Stored data entries:
=-=-=-=-=

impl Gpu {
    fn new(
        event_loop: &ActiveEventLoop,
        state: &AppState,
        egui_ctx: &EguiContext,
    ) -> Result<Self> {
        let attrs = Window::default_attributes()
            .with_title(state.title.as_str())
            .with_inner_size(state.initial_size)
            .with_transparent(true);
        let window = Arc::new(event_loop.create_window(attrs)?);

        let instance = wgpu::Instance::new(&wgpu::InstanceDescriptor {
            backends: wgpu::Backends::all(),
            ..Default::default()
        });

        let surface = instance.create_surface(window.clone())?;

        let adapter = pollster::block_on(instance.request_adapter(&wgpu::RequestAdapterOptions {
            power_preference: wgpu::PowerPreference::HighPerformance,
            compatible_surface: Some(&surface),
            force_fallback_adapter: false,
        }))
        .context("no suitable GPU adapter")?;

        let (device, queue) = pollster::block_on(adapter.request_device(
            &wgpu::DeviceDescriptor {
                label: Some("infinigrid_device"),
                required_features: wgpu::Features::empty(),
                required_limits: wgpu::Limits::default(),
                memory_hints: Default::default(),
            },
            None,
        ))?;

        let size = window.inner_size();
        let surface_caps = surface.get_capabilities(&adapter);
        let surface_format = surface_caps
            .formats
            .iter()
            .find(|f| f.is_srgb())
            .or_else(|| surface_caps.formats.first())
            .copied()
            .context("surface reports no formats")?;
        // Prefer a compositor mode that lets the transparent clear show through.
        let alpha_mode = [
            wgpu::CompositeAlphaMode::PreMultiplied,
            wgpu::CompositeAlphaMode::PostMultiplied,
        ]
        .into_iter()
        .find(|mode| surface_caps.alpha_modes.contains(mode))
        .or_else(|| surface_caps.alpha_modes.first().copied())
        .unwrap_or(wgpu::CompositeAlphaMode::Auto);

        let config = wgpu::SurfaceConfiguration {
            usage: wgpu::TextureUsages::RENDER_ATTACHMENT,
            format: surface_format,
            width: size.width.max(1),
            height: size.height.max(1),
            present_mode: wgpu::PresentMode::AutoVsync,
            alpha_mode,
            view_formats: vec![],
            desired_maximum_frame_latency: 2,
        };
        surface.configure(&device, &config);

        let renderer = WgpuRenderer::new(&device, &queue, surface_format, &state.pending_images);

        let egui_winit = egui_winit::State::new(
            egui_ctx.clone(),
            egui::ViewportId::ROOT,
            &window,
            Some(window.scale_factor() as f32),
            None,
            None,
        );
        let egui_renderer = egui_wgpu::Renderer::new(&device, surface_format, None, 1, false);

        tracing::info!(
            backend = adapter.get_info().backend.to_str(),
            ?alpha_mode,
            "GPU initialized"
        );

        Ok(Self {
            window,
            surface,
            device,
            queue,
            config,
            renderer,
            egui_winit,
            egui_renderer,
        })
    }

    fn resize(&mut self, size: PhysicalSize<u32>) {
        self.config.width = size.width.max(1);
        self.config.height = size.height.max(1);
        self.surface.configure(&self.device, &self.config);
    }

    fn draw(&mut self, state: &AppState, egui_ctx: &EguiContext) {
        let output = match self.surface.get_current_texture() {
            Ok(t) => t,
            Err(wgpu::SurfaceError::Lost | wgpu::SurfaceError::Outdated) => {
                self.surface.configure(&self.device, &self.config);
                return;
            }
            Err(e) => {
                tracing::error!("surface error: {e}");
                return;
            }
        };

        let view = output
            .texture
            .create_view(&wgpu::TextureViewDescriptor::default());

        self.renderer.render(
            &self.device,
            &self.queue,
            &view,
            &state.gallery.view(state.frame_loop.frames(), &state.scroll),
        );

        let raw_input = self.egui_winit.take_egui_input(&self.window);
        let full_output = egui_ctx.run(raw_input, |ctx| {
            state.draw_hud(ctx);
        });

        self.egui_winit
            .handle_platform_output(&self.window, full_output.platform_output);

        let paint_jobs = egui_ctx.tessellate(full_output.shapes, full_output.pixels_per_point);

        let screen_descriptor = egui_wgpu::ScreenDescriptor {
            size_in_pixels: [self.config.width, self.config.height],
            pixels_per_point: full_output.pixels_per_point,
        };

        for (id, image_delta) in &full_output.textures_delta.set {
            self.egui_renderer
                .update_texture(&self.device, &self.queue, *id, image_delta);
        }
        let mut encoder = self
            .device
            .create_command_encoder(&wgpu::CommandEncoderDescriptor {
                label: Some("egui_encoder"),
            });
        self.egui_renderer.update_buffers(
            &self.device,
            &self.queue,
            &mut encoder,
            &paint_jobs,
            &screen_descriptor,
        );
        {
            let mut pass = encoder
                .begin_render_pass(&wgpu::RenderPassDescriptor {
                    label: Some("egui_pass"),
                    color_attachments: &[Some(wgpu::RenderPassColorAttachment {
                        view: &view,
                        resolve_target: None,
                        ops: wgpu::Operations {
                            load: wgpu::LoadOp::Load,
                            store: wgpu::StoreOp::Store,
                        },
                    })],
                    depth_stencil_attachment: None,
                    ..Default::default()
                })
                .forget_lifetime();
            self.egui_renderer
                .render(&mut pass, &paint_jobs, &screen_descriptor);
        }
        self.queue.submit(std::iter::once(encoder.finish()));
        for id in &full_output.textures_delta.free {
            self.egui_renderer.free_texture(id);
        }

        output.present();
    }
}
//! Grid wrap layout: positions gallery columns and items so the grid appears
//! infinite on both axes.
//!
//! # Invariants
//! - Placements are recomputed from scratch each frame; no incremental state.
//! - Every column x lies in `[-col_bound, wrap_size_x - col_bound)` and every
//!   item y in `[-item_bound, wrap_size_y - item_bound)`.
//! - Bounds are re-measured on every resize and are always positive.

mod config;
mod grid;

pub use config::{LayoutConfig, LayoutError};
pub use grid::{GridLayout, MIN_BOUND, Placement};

=-=-=-=-=

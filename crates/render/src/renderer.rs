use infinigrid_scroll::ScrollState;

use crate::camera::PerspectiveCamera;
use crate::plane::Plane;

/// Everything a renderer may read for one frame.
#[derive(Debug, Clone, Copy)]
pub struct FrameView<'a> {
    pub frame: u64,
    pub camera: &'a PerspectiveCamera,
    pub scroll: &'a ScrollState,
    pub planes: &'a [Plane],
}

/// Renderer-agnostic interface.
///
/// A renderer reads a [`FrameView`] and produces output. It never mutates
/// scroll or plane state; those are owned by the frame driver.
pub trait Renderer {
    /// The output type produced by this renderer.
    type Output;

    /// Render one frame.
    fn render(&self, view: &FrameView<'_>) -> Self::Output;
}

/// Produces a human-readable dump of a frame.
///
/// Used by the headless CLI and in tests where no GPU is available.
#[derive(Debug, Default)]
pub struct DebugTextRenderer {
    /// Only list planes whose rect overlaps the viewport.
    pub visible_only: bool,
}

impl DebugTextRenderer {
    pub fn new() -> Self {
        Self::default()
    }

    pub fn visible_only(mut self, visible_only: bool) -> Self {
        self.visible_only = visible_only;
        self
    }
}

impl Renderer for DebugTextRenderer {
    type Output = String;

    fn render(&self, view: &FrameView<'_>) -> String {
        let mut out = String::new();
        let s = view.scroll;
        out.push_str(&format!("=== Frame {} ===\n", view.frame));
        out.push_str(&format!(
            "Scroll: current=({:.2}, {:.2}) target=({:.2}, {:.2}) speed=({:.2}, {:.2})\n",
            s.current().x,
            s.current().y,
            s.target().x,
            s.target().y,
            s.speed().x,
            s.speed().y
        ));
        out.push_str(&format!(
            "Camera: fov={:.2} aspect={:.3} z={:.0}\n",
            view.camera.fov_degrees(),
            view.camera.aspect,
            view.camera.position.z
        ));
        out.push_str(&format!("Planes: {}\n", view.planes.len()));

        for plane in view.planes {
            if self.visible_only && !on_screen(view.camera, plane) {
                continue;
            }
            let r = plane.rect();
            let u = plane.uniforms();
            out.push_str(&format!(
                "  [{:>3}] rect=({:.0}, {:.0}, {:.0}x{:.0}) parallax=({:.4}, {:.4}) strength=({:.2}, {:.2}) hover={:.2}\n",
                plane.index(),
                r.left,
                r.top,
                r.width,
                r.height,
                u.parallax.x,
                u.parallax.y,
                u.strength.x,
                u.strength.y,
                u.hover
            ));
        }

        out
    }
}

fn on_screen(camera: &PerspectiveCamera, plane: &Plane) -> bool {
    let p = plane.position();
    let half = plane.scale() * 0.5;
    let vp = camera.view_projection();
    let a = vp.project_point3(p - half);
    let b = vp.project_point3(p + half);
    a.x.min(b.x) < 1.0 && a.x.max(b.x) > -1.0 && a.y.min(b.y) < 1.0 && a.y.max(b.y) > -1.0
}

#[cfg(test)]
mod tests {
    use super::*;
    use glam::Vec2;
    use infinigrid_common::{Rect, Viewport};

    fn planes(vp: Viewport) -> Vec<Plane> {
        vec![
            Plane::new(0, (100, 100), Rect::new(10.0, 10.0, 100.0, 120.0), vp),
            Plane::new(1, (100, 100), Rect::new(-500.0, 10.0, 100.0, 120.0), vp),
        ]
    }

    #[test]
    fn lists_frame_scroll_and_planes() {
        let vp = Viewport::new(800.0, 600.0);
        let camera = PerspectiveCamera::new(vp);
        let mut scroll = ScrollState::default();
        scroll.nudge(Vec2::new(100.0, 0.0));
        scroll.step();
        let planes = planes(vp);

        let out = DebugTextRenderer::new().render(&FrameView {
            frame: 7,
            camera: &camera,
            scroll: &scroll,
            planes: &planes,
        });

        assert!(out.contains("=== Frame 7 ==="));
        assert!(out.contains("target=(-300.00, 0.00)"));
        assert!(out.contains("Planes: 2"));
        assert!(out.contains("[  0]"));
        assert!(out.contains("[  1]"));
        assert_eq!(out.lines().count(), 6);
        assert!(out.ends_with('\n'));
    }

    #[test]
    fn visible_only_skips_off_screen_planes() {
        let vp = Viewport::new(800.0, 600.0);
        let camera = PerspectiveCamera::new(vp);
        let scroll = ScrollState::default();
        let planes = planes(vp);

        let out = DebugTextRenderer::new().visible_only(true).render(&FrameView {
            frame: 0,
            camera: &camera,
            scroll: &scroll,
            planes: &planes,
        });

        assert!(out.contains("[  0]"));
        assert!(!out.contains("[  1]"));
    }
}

=-=-=-=-=

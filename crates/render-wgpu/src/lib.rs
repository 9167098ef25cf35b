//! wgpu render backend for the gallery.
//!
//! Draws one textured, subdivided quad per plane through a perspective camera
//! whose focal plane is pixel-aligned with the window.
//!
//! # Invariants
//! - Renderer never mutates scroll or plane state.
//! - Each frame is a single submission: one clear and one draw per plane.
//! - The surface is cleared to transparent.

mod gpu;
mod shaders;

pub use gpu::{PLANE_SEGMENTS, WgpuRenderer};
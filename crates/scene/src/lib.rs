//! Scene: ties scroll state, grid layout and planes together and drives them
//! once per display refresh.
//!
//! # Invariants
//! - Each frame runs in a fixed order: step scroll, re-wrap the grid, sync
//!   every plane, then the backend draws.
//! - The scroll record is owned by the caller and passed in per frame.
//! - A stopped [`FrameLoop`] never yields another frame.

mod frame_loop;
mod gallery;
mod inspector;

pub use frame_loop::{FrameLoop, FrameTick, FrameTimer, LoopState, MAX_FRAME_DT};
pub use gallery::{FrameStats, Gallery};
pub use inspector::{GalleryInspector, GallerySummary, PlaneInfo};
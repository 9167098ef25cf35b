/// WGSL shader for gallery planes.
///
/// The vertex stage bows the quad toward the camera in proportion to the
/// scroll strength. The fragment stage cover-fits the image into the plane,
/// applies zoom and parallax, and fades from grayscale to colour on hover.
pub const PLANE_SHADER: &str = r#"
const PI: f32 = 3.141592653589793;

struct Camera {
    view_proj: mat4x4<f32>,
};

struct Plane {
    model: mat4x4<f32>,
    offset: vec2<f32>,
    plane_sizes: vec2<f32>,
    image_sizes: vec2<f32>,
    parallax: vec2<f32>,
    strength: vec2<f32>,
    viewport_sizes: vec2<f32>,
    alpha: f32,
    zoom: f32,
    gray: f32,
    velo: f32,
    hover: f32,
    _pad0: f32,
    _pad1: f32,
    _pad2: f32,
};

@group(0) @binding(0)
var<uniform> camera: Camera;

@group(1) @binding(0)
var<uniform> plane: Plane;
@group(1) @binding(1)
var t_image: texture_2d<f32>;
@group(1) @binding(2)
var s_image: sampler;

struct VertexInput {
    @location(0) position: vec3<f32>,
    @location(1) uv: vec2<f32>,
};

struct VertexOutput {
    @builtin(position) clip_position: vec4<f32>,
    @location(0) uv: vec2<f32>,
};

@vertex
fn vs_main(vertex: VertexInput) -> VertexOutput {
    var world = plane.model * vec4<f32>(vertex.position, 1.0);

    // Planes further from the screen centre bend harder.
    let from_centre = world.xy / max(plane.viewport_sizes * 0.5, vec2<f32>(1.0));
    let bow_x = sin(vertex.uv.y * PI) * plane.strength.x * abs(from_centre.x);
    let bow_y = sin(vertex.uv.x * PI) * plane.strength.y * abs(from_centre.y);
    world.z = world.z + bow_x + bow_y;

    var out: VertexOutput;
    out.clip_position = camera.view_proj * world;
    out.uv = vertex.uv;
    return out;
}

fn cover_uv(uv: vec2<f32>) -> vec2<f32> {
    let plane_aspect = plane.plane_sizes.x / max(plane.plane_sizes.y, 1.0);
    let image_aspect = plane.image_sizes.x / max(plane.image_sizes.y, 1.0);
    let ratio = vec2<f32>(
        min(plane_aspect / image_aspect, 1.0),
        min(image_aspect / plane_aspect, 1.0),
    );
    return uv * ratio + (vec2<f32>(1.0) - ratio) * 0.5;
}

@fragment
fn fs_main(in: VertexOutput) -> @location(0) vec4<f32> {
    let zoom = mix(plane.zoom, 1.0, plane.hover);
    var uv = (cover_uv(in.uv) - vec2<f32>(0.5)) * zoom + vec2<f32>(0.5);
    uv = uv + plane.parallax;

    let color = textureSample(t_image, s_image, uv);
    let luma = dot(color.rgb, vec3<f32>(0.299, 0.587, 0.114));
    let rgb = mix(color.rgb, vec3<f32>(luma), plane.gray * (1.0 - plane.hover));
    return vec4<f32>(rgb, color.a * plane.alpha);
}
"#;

=-=-=-=-=

▸ **To do**: Find all the lines with "configure" in the data and copy them.

▸ **Written answer**:
        surface.configure(&device, &config);
        self.surface.configure(&self.device, &self.config);
                self.surface.configure(&self.device, &self.config);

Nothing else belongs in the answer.